(Stored data)

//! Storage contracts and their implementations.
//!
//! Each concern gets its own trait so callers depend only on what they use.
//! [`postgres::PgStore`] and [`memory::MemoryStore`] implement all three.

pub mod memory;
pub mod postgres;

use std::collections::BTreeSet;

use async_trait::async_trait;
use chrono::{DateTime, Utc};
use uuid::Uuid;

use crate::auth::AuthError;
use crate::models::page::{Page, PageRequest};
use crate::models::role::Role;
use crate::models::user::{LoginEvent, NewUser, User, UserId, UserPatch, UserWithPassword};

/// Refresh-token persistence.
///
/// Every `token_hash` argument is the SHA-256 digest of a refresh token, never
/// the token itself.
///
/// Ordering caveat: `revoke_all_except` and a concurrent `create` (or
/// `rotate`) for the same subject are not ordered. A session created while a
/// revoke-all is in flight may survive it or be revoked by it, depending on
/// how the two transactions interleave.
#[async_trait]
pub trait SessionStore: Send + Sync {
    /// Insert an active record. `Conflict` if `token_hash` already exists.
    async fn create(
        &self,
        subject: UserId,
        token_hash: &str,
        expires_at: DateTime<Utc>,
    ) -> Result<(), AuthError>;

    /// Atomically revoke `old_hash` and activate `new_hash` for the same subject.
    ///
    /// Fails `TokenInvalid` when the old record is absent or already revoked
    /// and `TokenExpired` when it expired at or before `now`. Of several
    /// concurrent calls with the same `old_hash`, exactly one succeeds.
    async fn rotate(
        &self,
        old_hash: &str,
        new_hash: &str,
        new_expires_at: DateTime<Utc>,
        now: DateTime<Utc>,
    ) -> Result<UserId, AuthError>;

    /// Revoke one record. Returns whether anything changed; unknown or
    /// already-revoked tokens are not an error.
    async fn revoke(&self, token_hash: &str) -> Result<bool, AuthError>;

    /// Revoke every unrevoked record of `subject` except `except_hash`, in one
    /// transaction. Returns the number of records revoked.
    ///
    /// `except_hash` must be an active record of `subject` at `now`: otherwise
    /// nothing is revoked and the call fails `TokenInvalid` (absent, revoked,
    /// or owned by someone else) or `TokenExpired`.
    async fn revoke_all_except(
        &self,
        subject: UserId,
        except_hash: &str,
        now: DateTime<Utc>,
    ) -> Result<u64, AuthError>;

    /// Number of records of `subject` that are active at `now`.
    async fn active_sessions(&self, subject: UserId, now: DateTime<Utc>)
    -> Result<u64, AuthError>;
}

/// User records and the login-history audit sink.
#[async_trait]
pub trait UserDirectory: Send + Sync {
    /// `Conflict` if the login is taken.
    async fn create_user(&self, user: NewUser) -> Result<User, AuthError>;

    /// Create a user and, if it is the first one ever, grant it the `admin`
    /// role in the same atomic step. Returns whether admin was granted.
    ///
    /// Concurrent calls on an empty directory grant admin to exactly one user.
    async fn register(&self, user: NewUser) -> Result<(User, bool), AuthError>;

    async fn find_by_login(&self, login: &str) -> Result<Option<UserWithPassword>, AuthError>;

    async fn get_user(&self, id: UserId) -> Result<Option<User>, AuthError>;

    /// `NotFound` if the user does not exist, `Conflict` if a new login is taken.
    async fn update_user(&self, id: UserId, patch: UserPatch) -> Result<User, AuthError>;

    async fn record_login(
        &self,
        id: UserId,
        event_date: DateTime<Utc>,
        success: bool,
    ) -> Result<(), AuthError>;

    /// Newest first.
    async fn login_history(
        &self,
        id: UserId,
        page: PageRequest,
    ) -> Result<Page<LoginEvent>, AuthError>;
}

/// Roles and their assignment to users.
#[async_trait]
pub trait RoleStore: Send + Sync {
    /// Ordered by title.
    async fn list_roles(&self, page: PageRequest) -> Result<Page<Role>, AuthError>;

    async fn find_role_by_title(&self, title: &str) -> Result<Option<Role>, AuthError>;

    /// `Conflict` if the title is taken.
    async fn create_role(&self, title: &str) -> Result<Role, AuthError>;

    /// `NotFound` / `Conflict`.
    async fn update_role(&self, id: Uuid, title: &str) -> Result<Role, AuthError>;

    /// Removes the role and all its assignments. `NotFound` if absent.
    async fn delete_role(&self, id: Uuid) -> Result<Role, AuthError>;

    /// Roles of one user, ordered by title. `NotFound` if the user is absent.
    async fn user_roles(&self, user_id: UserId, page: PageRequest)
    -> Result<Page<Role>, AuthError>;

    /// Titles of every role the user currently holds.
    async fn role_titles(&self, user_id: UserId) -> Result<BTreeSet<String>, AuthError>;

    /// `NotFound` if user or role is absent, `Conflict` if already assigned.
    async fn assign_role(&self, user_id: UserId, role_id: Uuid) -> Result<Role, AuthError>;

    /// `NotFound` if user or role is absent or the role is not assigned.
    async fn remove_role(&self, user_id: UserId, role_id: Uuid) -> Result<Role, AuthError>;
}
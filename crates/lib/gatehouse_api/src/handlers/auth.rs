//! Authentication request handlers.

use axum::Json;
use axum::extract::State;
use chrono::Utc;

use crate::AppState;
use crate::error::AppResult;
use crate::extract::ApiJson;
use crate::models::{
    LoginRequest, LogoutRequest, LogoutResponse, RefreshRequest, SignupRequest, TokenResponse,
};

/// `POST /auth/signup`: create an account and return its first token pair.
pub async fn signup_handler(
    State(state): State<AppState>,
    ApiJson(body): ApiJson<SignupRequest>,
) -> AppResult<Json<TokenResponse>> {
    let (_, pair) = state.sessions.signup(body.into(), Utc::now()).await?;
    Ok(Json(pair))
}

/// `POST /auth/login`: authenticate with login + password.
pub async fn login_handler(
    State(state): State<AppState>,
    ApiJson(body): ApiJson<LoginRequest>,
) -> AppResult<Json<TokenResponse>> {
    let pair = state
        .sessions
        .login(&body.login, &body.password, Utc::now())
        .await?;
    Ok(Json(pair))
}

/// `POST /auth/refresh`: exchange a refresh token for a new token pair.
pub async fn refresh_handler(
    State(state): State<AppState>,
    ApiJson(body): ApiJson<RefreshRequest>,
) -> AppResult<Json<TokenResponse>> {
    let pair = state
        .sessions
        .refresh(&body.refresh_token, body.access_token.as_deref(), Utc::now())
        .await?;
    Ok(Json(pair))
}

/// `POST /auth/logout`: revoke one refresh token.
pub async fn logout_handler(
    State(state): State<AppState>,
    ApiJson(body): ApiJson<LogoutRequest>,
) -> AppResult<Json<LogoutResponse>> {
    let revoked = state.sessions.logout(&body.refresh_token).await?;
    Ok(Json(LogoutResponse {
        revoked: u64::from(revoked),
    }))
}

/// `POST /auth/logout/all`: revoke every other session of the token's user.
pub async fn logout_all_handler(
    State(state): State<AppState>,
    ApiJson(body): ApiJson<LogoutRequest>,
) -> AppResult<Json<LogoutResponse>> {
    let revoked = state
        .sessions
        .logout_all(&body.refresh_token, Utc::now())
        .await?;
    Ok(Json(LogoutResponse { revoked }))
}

TASK ITEM: Whenever the string "memory" turns up in a line of the data, copy that line.

RESPONSE BELOW:
//! [`postgres::PgStore`] and [`memory::MemoryStore`] implement all three.
pub mod memory;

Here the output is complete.